**What the task asks:**
Pick out every line in the data below that holds "iter".

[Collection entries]
// Copyright 2026 ndaxes developers.
//
// Licensed under the Apache License, Version 2.0 <LICENSE-APACHE or
// http://www.apache.org/licenses/LICENSE-2.0> or the MIT license
// <LICENSE-MIT or http://opensource.org/licenses/MIT>, at your
// option. This file may not be copied, modified, or distributed
// except according to those terms.

//! Shape and stride arithmetic shared by the array handle and the planners.
use crate::order::Order;
use crate::{Ix, Ixs};

pub use self::axes::{normalize_axis_index, normalize_axis_tuple, AxisArg, AxisIndex};
pub use self::conversion::IntoDimension;

mod axes;
mod conversion;

/// Calculate offset from `Ix` index and `Ixs` stride
#[inline(always)]
pub fn stride_offset(n: Ix, stride: Ixs) -> isize {
    (n as isize) * stride
}

/// Return the number of elements of `dim`, or `None` on overflow.
///
/// The empty product is 1, so a zero-dimensional shape holds one element.
pub fn size_of_shape_checked(dim: &[Ix]) -> Option<usize> {
    dim.iter()
        .try_fold(1usize, |acc, &d| acc.checked_mul(d))
        .filter(|&size| size <= isize::MAX as usize)
}

/// Contiguous strides for `dim` in the given memory order.
///
/// Shape (a, b, c) gives strides (b * c, c, 1) in row major order and
/// (1, a, a * b) in column major order.
pub fn strides_for(dim: &[Ix], order: Order) -> Vec<Ixs> {
    let mut strides = vec![0; dim.len()];
    let mut cum_prod: Ixs = 1;
    let mut assign = |axis: usize| {
        strides[axis] = cum_prod;
        cum_prod *= dim[axis].max(1) as Ixs;
    };
    match order {
        Order::RowMajor => (0..dim.len()).rev().for_each(&mut assign),
        Order::ColumnMajor => (0..dim.len()).for_each(&mut assign),
    }
    strides
}

/// Return true if `strides` describe a contiguous layout of `dim` in
/// `order`.
///
/// Axes of length one may have any stride, and an empty array is
/// contiguous in every order.
pub fn is_layout(dim: &[Ix], strides: &[Ixs], order: Order) -> bool {
    debug_assert_eq!(dim.len(), strides.len());
    if dim.iter().any(|&d| d == 0) {
        return true;
    }
    let expected = strides_for(dim, order);
    dim.iter()
        .zip(strides.iter().zip(&expected))
        .all(|(&d, (&s, &e))| d == 1 || s == e)
}

/// Return true if `axes` holds each of `0..ndim` exactly once.
pub fn is_valid_permutation(ndim: usize, axes: &[Ix]) -> bool {
    if axes.len() != ndim {
        return false;
    }
    let mut seen = vec![false; ndim];
    for &axis in axes {
        match seen.get_mut(axis) {
            Some(slot) if !*slot => *slot = true,
            _ => return false,
        }
    }
    true
}

/// Collect `source[axes[i]]` for each `i`.
pub(crate) fn permute<T: Copy>(source: &[T], axes: &[Ix]) -> Vec<T> {
    axes.iter().map(|&axis| source[axis]).collect()
}

#[cfg(test)]
mod tests {
    use super::*;

    #[test]
    fn contiguous_strides() {
        assert_eq!(strides_for(&[3, 4, 5], Order::C), vec![20, 5, 1]);
        assert_eq!(strides_for(&[3, 4, 5], Order::F), vec![1, 3, 12]);
        assert_eq!(strides_for(&[], Order::C), Vec::<Ixs>::new());
        assert_eq!(strides_for(&[2, 0, 3], Order::C), vec![3, 3, 1]);
    }

    #[test]
    fn layouts() {
        assert!(is_layout(&[3, 4], &[4, 1], Order::C));
        assert!(!is_layout(&[3, 4], &[4, 1], Order::F));
        assert!(is_layout(&[3, 4], &[1, 3], Order::F));
        // length one axes are unconstrained
        assert!(is_layout(&[3, 1], &[1, 99], Order::C));
        assert!(is_layout(&[3, 1], &[1, 99], Order::F));
        assert!(is_layout(&[0, 4], &[7, 7], Order::C));
    }

    #[test]
    fn permutations() {
        assert!(is_valid_permutation(3, &[2, 0, 1]));
        assert!(is_valid_permutation(0, &[]));
        assert!(!is_valid_permutation(3, &[0, 1]));
        assert!(!is_valid_permutation(3, &[0, 1, 1]));
        assert!(!is_valid_permutation(2, &[0, 2]));
        assert_eq!(permute(&[3, 4, 5], &[2, 0, 1]), vec![5, 3, 4]);
    }

    #[test]
    fn sizes() {
        assert_eq!(size_of_shape_checked(&[]), Some(1));
        assert_eq!(size_of_shape_checked(&[3, 0, 2]), Some(0));
        assert_eq!(size_of_shape_checked(&[usize::MAX, 2]), None);
        assert_eq!(stride_offset(3, -2), -6);
    }
}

**Written reply:**
    dim.iter()
    if dim.iter().any(|&d| d == 0) {
    dim.iter()
        .zip(strides.iter().zip(&expected))
    axes.iter().map(|&axis| source[axis]).collect()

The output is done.